* [Data extracts]
********************

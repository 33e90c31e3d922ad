//! The cleaning-rota job: on configured weekdays, alternate between a
//! "cleaning this week" announcement to every member and a reminder to the
//! member who is up next, rotating through the members list.

use std::collections::BTreeMap;
use std::sync::Arc;

use async_trait::async_trait;
use chrono::{DateTime, NaiveTime, TimeZone, Utc};
use lettre::message::Mailbox;
use shared_types::template::render;
use shared_types::{decide, Candidate, Member, Members, Period, PriorAction, RotaState, RotaStatus};

use super::{ready_or_report, Job};
use crate::config::RotaConfig;
use crate::datastore::{Datastore, DropboxClient};
use crate::error::JobError;
use crate::gmail::message::OutgoingEmail;
use crate::gmail::GmailClient;

/// Locations of this job's files in the remote store.
const STATE_FILE: &str = "/cleaning_rota_gmailer.json";
const MEMBERS_FILE: &str = "/members.json";

const CLEANING_SUCCESS: &str =
    "{{cleaner}} is cleaning this week - an email has been sent to all members.";
const NOT_CLEANING_SUCCESS: &str =
    "There is no cleaning this week - an email reminder has been sent to {{cleaner}} who is cleaning next week.";

pub struct CleaningRotaGmailer {
    gmail: Arc<dyn GmailClient>,
    app_state: Datastore<RotaState>,
    members: Datastore<Members>,
    config: RotaConfig,
}

/// Everything the current status determines about this week's email.
struct MailingContext {
    recipients: Vec<Mailbox>,
    subject_template: String,
    body_template: String,
    success_template: &'static str,
    cleaner_on_notice: Member,
}

impl CleaningRotaGmailer {
    pub fn new(
        gmail: Arc<dyn GmailClient>,
        dropbox: Arc<dyn DropboxClient>,
        config: RotaConfig,
    ) -> Self {
        Self {
            gmail,
            app_state: Datastore::new(dropbox.clone(), STATE_FILE),
            members: Datastore::new(dropbox, MEMBERS_FILE),
            config,
        }
    }

    async fn try_run(&self, now: DateTime<Utc>) -> Result<String, JobError> {
        self.config.schedule.should_run(now)?;
        let state = self.app_state.current_state().await?;
        let members = self.members.current_state().await?;

        let context = self.context_for(&state, &members)?;
        let model = BTreeMap::from([("cleaner", context.cleaner_on_notice.full_name())]);
        let subject = render(&context.subject_template, &model)
            .map_err(|e| JobError::TemplateRender(e.to_string()))?;
        let body = render(&context.body_template, &model)
            .map_err(|e| JobError::TemplateRender(e.to_string()))?;

        // The rendered body is the fingerprint: it is what gets persisted
        // after a send, and it carries no volatile fields.
        let prior_at = Utc.from_utc_datetime(&state.last_ran_on.and_time(NaiveTime::MIN));
        let prior = PriorAction {
            at: prior_at,
            fingerprint: &state.email_contents,
        };
        let decision = decide(
            now,
            &prior,
            Candidate::Ready(body.clone()),
            Period::CalendarDay,
            |content| content.to_string(),
        );
        let body = ready_or_report(decision, now, Period::CalendarDay)?;

        self.send_and_rotate(now, &state, &members, context, subject, body)
            .await
    }

    fn context_for(
        &self,
        state: &RotaState,
        members: &Members,
    ) -> Result<MailingContext, JobError> {
        match state.status {
            RotaStatus::CleaningThisWeek => {
                let Some(cleaner) = state.cleaner.clone() else {
                    tracing::warn!("State says cleaning this week but names no cleaner");
                    return Err(JobError::Unknown);
                };
                Ok(MailingContext {
                    recipients: members
                        .members
                        .iter()
                        .map(member_mailbox)
                        .collect::<Result<_, _>>()?,
                    subject_template: self.config.subject_a.clone(),
                    body_template: format!("{}{}", self.config.body_a, self.config.footer),
                    success_template: CLEANING_SUCCESS,
                    cleaner_on_notice: cleaner,
                })
            }
            RotaStatus::NotCleaningThisWeek => Ok(MailingContext {
                recipients: vec![member_mailbox(&state.next_up)?],
                subject_template: self.config.subject_b.clone(),
                body_template: format!("{}{}", self.config.body_b, self.config.footer),
                success_template: NOT_CLEANING_SUCCESS,
                cleaner_on_notice: state.next_up.clone(),
            }),
        }
    }

    async fn send_and_rotate(
        &self,
        now: DateTime<Utc>,
        state: &RotaState,
        members: &Members,
        context: MailingContext,
        subject: String,
        body: String,
    ) -> Result<String, JobError> {
        let email = OutgoingEmail {
            from: self.config.from.clone(),
            to: context.recipients.clone(),
            bcc: self.config.bcc.clone(),
            subject: subject.clone(),
            body: body.clone(),
        };
        let raw = email.to_raw().map_err(|e| {
            tracing::error!("Could not build outgoing message: {}", e);
            JobError::Unknown
        })?;

        self.gmail
            .send(&raw)
            .await
            .map_err(|_| JobError::CouldNotSendTo {
                subject: subject.clone(),
                recipients: context.recipients.clone(),
            })?;

        let model = BTreeMap::from([("cleaner", context.cleaner_on_notice.full_name())]);
        let success = render(context.success_template, &model)
            .map_err(|e| JobError::TemplateRender(e.to_string()))?;

        let next_status = state.status.flip();
        let cleaner = match next_status {
            RotaStatus::CleaningThisWeek => Some(state.next_up.clone()),
            RotaStatus::NotCleaningThisWeek => None,
        };
        let next_up = members
            .next_member_after(&context.cleaner_on_notice)
            .cloned()
            .ok_or_else(|| {
                tracing::warn!("Members list is empty, cannot rotate");
                JobError::Unknown
            })?;

        let new_state = RotaState {
            status: next_status,
            cleaner,
            next_up,
            last_ran_on: now.date_naive(),
            // The exact string that went out; never re-rendered.
            email_contents: body,
        };
        self.app_state.store(&new_state, &success).await
    }
}

fn member_mailbox(member: &Member) -> Result<Mailbox, JobError> {
    let address = member
        .email
        .parse::<lettre::Address>()
        .map_err(|_| JobError::NotAListOfEmailAddresses(member.email.clone()))?;
    Ok(Mailbox::new(Some(member.full_name()), address))
}

#[async_trait]
impl Job for CleaningRotaGmailer {
    fn name(&self) -> &str {
        &self.config.job_name
    }

    async fn run(&self, now: DateTime<Utc>) -> String {
        tracing::info!("Running cleaning-rota job {}", self.config.job_name);
        match self.try_run(now).await {
            Ok(outcome) => outcome,
            Err(error) => error.to_string(),
        }
    }
}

********************

* [What is being asked]
Scan the lines above for the word "CleaningRotaGmailer", then copy each line that has it.

* [Response]
pub struct CleaningRotaGmailer {
impl CleaningRotaGmailer {
impl Job for CleaningRotaGmailer {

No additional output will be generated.